Stored data entries -
--- START ---
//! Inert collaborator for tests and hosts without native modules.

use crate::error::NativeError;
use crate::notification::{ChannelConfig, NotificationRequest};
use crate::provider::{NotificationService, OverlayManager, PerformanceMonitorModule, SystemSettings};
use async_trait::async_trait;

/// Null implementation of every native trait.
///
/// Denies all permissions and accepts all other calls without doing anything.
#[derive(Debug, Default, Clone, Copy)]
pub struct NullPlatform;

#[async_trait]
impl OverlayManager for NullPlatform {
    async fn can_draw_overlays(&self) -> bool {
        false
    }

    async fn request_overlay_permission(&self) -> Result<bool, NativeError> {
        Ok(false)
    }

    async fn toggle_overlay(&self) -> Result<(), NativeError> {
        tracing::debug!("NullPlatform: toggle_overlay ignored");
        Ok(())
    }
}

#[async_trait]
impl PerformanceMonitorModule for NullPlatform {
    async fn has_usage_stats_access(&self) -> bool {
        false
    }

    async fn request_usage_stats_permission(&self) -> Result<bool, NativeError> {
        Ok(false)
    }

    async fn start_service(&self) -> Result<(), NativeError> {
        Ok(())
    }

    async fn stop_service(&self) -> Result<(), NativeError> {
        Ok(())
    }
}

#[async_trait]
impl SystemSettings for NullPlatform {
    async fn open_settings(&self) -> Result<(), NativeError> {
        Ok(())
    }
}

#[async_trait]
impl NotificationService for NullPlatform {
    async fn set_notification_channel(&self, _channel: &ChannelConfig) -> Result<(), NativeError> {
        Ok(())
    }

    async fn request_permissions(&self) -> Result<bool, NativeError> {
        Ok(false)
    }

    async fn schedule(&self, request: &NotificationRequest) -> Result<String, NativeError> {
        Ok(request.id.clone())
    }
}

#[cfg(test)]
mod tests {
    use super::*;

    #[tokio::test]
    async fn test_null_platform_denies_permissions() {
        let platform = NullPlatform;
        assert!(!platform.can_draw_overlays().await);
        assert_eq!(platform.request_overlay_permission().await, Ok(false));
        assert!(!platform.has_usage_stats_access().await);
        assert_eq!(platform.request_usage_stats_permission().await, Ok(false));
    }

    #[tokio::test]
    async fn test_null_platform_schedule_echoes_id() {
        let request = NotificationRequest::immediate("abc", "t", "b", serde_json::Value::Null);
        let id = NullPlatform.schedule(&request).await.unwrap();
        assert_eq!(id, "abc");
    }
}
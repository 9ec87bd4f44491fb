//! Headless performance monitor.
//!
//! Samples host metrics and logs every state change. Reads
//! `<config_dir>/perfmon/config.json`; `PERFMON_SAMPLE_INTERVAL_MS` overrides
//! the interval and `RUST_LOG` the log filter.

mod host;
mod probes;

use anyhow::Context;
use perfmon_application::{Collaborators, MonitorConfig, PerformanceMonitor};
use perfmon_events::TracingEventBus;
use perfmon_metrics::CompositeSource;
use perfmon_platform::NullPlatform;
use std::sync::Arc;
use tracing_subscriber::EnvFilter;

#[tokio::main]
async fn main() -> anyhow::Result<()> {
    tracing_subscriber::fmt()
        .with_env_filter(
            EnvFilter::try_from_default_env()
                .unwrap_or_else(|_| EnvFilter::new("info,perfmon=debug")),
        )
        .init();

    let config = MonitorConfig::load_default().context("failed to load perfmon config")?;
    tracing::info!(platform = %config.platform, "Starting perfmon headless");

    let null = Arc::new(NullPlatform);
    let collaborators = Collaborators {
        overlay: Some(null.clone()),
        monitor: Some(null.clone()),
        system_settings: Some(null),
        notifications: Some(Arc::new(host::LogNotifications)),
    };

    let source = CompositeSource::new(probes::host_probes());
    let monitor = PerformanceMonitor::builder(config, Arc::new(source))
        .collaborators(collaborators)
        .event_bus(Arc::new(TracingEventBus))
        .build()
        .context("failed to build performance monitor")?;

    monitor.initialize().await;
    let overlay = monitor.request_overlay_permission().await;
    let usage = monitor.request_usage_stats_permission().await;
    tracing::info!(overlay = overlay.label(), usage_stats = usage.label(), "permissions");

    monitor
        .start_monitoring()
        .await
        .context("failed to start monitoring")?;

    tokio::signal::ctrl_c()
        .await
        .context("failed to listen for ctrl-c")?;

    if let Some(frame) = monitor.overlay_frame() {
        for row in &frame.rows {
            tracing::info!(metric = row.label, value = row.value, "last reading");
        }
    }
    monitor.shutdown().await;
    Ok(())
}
--- END ---
What to do - Make an exact transcription of all the records.

Solution to the problem -
//! Inert collaborator for tests and hosts without native modules.

use crate::error::NativeError;
use crate::notification::{ChannelConfig, NotificationRequest};
use crate::provider::{NotificationService, OverlayManager, PerformanceMonitorModule, SystemSettings};
use async_trait::async_trait;

/// Null implementation of every native trait.
///
/// Denies all permissions and accepts all other calls without doing anything.
#[derive(Debug, Default, Clone, Copy)]
pub struct NullPlatform;

#[async_trait]
impl OverlayManager for NullPlatform {
    async fn can_draw_overlays(&self) -> bool {
        false
    }

    async fn request_overlay_permission(&self) -> Result<bool, NativeError> {
        Ok(false)
    }

    async fn toggle_overlay(&self) -> Result<(), NativeError> {
        tracing::debug!("NullPlatform: toggle_overlay ignored");
        Ok(())
    }
}

#[async_trait]
impl PerformanceMonitorModule for NullPlatform {
    async fn has_usage_stats_access(&self) -> bool {
        false
    }

    async fn request_usage_stats_permission(&self) -> Result<bool, NativeError> {
        Ok(false)
    }

    async fn start_service(&self) -> Result<(), NativeError> {
        Ok(())
    }

    async fn stop_service(&self) -> Result<(), NativeError> {
        Ok(())
    }
}

#[async_trait]
impl SystemSettings for NullPlatform {
    async fn open_settings(&self) -> Result<(), NativeError> {
        Ok(())
    }
}

#[async_trait]
impl NotificationService for NullPlatform {
    async fn set_notification_channel(&self, _channel: &ChannelConfig) -> Result<(), NativeError> {
        Ok(())
    }

    async fn request_permissions(&self) -> Result<bool, NativeError> {
        Ok(false)
    }

    async fn schedule(&self, request: &NotificationRequest) -> Result<String, NativeError> {
        Ok(request.id.clone())
    }
}

#[cfg(test)]
mod tests {
    use super::*;

    #[tokio::test]
    async fn test_null_platform_denies_permissions() {
        let platform = NullPlatform;
        assert!(!platform.can_draw_overlays().await);
        assert_eq!(platform.request_overlay_permission().await, Ok(false));
        assert!(!platform.has_usage_stats_access().await);
        assert_eq!(platform.request_usage_stats_permission().await, Ok(false));
    }

    #[tokio::test]
    async fn test_null_platform_schedule_echoes_id() {
        let request = NotificationRequest::immediate("abc", "t", "b", serde_json::Value::Null);
        let id = NullPlatform.schedule(&request).await.unwrap();
        assert_eq!(id, "abc");
    }
}
repository 9ec87bd4f44491fb
//! Headless performance monitor.
//!
//! Samples host metrics and logs every state change. Reads
//! `<config_dir>/perfmon/config.json`; `PERFMON_SAMPLE_INTERVAL_MS` overrides
//! the interval and `RUST_LOG` the log filter.

mod host;
mod probes;

use anyhow::Context;
use perfmon_application::{Collaborators, MonitorConfig, PerformanceMonitor};
use perfmon_events::TracingEventBus;
use perfmon_metrics::CompositeSource;
use perfmon_platform::NullPlatform;
use std::sync::Arc;
use tracing_subscriber::EnvFilter;

#[tokio::main]
async fn main() -> anyhow::Result<()> {
    tracing_subscriber::fmt()
        .with_env_filter(
            EnvFilter::try_from_default_env()
                .unwrap_or_else(|_| EnvFilter::new("info,perfmon=debug")),
        )
        .init();

    let config = MonitorConfig::load_default().context("failed to load perfmon config")?;
    tracing::info!(platform = %config.platform, "Starting perfmon headless");

    let null = Arc::new(NullPlatform);
    let collaborators = Collaborators {
        overlay: Some(null.clone()),
        monitor: Some(null.clone()),
        system_settings: Some(null),
        notifications: Some(Arc::new(host::LogNotifications)),
    };

    let source = CompositeSource::new(probes::host_probes());
    let monitor = PerformanceMonitor::builder(config, Arc::new(source))
        .collaborators(collaborators)
        .event_bus(Arc::new(TracingEventBus))
        .build()
        .context("failed to build performance monitor")?;

    monitor.initialize().await;
    let overlay = monitor.request_overlay_permission().await;
    let usage = monitor.request_usage_stats_permission().await;
    tracing::info!(overlay = overlay.label(), usage_stats = usage.label(), "permissions");

    monitor
        .start_monitoring()
        .await
        .context("failed to start monitoring")?;

    tokio::signal::ctrl_c()
        .await
        .context("failed to listen for ctrl-c")?;

    if let Some(frame) = monitor.overlay_frame() {
        for row in &frame.rows {
            tracing::info!(metric = row.label, value = row.value, "last reading");
        }
    }
    monitor.shutdown().await;
    Ok(())
}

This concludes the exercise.